# Daz Ball @ UKBBF South East



## Aussie_Leigh (Jan 26, 2009)

Here are my shots of Darren guest posing at the UKBBF South East on Sunday.

I can't believe the condition he was in considering he isn't competing until October. Does he stay in this shape year round or did he diet down a bit for the Body Power Expo and this guest posing?

He has some serious muscle, hope he does well later in the year.

Enjoy


----------



## Aussie_Leigh (Jan 26, 2009)

....


----------



## Aussie_Leigh (Jan 26, 2009)

.....


----------



## Fivos (Sep 1, 2004)

Mate as ever superb shots... :beer:

Fivos


----------



## Incredible Bulk (Sep 19, 2007)

superb pics

posted these on bb.com, MT and MD.com

hope you dont mind


----------



## carly (Mar 8, 2008)

Fab pix!!!! :thumb: :thumb :


----------



## Dave 0511 (Feb 13, 2009)

incredible condition and physique, especially his traps and legs...

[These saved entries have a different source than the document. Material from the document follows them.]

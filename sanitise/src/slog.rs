//! Adapters between the sanitiser and `slog`.
//!
//! Two directions:
//! - [`SlogSink`] routes the walker's trace events into a `slog::Logger`.
//! - [`IntoSanitisedJson`] turns a value into a `slog::Value` that logs its
//!   sanitised form as structured JSON via `slog`'s nested-value support.
//!
//! Logging never fails because of sanitisation: when a value cannot be
//! sanitised, or its sanitised form cannot be converted to JSON, a placeholder
//! string is logged instead. The original value is never serialized.

use serde::Serialize;
use serde_json::Value as JsonValue;
use slog::{debug, trace, Key, Logger, Record, Result as SlogResult, Serializer, Value as SlogValue};

use crate::{
    diagnostics::{DiagnosticSink, TraceEvent},
    engine::{sanitise, Sanitise},
};

/// [`DiagnosticSink`] that forwards events to a `slog::Logger`.
///
/// Node visits are logged at `trace`, masking decisions and hook runs at
/// `debug`, so `slog`'s compile-time level filters apply as usual.
#[derive(Clone, Debug)]
pub struct SlogSink {
    logger: Logger,
}

impl SlogSink {
    /// Wraps `logger`.
    pub fn new(logger: Logger) -> Self {
        Self { logger }
    }
}

impl DiagnosticSink for SlogSink {
    fn trace(&self, event: &TraceEvent<'_>) {
        match event {
            TraceEvent::Node {
                path,
                kind,
                type_name,
            } => trace!(self.logger, "sanitise visit";
                "path" => %path, "kind" => %kind, "type" => *type_name),
            TraceEvent::Mask {
                path,
                field,
                context,
            } => debug!(self.logger, "sanitise mask";
                "path" => %path, "type" => field.type_name, "context" => *context),
            TraceEvent::Hook { path, type_name } => debug!(self.logger, "sanitise hook";
                "path" => %path, "type" => *type_name),
        }
    }
}

/// A `slog::Value` that emits an owned sanitised payload as structured JSON.
#[derive(Clone, Debug)]
pub struct SanitisedJson {
    value: JsonValue,
}

impl SanitisedJson {
    fn new(value: JsonValue) -> Self {
        Self { value }
    }

    /// JSON payload that will be logged.
    pub fn value(&self) -> &JsonValue {
        &self.value
    }
}

impl SlogValue for SanitisedJson {
    fn serialize(
        &self,
        record: &Record<'_>,
        key: Key,
        serializer: &mut dyn Serializer,
    ) -> SlogResult {
        let nested = slog::Serde(self.value.clone());
        SlogValue::serialize(&nested, record, key, serializer)
    }
}

/// Converts values into a `slog::Value` that logs their sanitised form.
///
/// ## Example
/// ```ignore
/// use sanitise::slog::IntoSanitisedJson;
///
/// info!(logger, "login"; "request" => request.into_sanitised_json("logs"));
/// ```
pub trait IntoSanitisedJson: Sanitise + Serialize {
    /// Sanitises `self` for `context` and captures the result as JSON.
    ///
    /// If sanitising fails, the payload is the string
    /// `"Failed to sanitise value"`; if JSON conversion fails, it is
    /// `"Failed to serialize sanitised value"`.
    fn into_sanitised_json(&self, context: &str) -> SanitisedJson {
        let json_value = match sanitise(self, context) {
            Ok(sanitised) => serde_json::to_value(sanitised).unwrap_or_else(|_| {
                JsonValue::String("Failed to serialize sanitised value".to_string())
            }),
            Err(_) => JsonValue::String("Failed to sanitise value".to_string()),
        };
        SanitisedJson::new(json_value)
    }
}

impl<T> IntoSanitisedJson for T where T: Sanitise + Serialize {}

if i were to pick a weakness i would say maybe his bicep peak could be a little higher, but hey i will never look like that and nor will most bodybuilders... so fair play, and a good ambassador too


----------



## laurie g (Nov 28, 2008)

HE DIETED DOWN FOR THE EXPO APPARENTLY BUT i think he keeps good condition all year round i reckon


----------



## anabolic ant (Jun 5, 2008)

frikkin great physique...should be up there with the top olympian contenders i reckon,judging from those pics!!!


----------



## Big Dawg (Feb 24, 2008)

I think he was only a few pounds away from his expo condition - took him like 2 weeks I think. Hopefully James'll be along and tell us in a bit, but atm with James' supervision I think he stays pretty much in contest condition year round now.


----------



## steveg (Nov 24, 2006)

Great photos mate. Daz looks awesome as usual, and runs lean all year round as anyone that has seen him at guest spots will know! Good luck to him at the finals this year!!


----------



## Rebus (May 22, 2006)

Did he actually compete at the Expo, or as a guest spot??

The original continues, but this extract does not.